Below are additional details on the Monitor.
"The USS Monitor was an iron-hulled steamship. Built during the American Civil War, she was the first ironclad warship commissioned by the Union Navy Monitor is most famous for her central role in the Battle of Hampton Roads on 9 March 1862, where, under the command of Lieutenant John Worden, she fought the casemate ironclad CSS Virginia (built on the hull of the former steam frigate USS Merrimack) to a standoff. The unique design of the ship, distinguished by its revolving turret which was designed by American inventor Theodore Timby, was quickly duplicated and established the Monitor type of warship.
The remainder of the ship was designed by the Swedish-born engineer and inventor John Ericsson and hurriedly built in Brooklyn in only 101 days. Monitor presented a new concept in ship design and employed a variety of new inventions and innovations in ship building, that caught the attention of the world. The impetus to build Monitor was prompted by the news that the Confederates were building an ironclad warship, named Virginia, that could effectively engage the Union ships blockading Hampton Roads and the James River leading to Richmond and ultimately advance on Washington, D. C. and other cities, virtually unchallenged. Before Monitor could reach Hampton Roads, the Confederate ironclad had destroyed the sail frigates USS Cumberland and USS Congress and had run the steam frigate USS Minnesota aground. That night Monitor arrived and the following morning, just before Virginia was about to finish off the Minnesota, the new Union ironclad confronted the Confederate ship, preventing her from wreaking further destruction on the wooden Union ships. A four-hour battle ensued, both ships pounding the other with close-range cannon fire, although neither ship could destroy or seriously damage the other. This was the first-ever battle fought between two armored warships and marked a turning point in naval warfare.
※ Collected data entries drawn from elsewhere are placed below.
//! # redblack
//!
//! An arena-backed red-black tree for ordered in-memory key storage.
//!
//! ## Overview
//!
//! [`RedBlackTree`](tree::RedBlackTree) stores totally ordered scalar keys
//! and keeps itself balanced, giving logarithmic insertion, lookup, erasure
//! and min/max retrieval. Keys can be linearized into a caller-provided
//! buffer in sorted order, and the tree can print a pre-order debug dump.
//!
//! - **Duplicates**: equal keys are stored as separate nodes and come out of
//!   an in-order walk in insertion order.
//! - **Handles**: nodes are addressed through [`NodeId`](tree::NodeId)
//!   handles; a handle to an erased node is rejected rather than reused.
//! - **No recursion**: every walk uses an explicit stack.
//!
//! ## Example
//!
//! ```rust
//! use redblack::prelude::*;
//!
//! let mut tree = RedBlackTree::new();
//! tree.try_extend([10, 5, 8, 34, 67, 23, 156, 24, 2, 12, 24, 36, 990, 25])?;
//!
//! let mut buffer = [0; 14];
//! tree.to_array(&mut buffer)?;
//! assert_eq!(buffer, [2, 5, 8, 10, 12, 23, 24, 24, 25, 34, 36, 67, 156, 990]);
//!
//! let largest = tree.max().expect("tree is not empty");
//! tree.erase(largest)?;
//! assert!(!tree.contains(&990));
//! # Ok::<(), TreeError>(())
//! ```

#![forbid(unsafe_code)]
#![warn(missing_docs)]
#![warn(clippy::all)]
#![warn(clippy::pedantic)]
#![warn(clippy::nursery)]

/// Prelude module for convenient imports.
///
/// # Usage
///
/// ```rust
/// use redblack::prelude::*;
/// ```
pub mod prelude {
    pub use crate::error::{InvariantViolation, TreeError};
    pub use crate::tree::{Color, DumpOptions, NodeId, RedBlackTree, Side, TreeDump};
}

pub mod error;
pub mod tree;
After the Confederates were forced to destroy Virginia as they withdrew in early May, Monitor sailed up the James River to support the Union Army during the Peninsula Campaign. The ship participated in the Battle of Drewry's Bluff later that month and remained in the area giving support to General McClellan's forces on land until she was ordered to join the blockaders off North Carolina in December. On her way there she foundered while under tow, during a storm off Cape Hatteras on the last day of the year. Monitor's wreck was discovered in 1973 and has been partially salvaged. Her guns, gun turret, engine and other relics are on display at the Mariners' Museum in Newport News, Virginia.
Conception
While the concept of ships protected by armor existed before the advent of the ironclad Monitor, the need for iron plating on ships only arose after the shell-firing cannon was introduced to naval warfare in the 1820s. The use of heavy iron plating on the sides of warships was not practical until steam propulsion matured enough to carry its great weight. Developments in gun technology had progressed by the 1840s so that no practical thickness of wood could withstand the power of a shell. In response, the United States began construction in 1854 of a steam-powered ironclad warship, the Stevens Battery, but work was delayed and the designer, Robert Stevens, died in 1856, stalling further work. Since there was no pressing need for such a ship at the time, there was little demand to continue work on the unfinished vessel. It was France that introduced the first operational armored ships as well as the first shell guns and rifled cannons. Experience during the Crimean War of 1854–55 showed that armored ships could withstand repeated hits without significant damage when French ironclad floating batteries defeated Russian coastal fortifications during the Battle of Kinburn. Ericsson claimed to have sent the French Emperor Napoléon III a proposal for a monitor-type design, with a gun turret, in September 1854, but no record of any such submission could be found in the archives of the French Ministry of the Navy (Ministre de la Marine) when they were searched by naval historian James Phinney Baxter III. The French followed those ships with the first ocean-going ironclad, the armored frigate Gloire in 1859, and the British responded with HMS Warrior.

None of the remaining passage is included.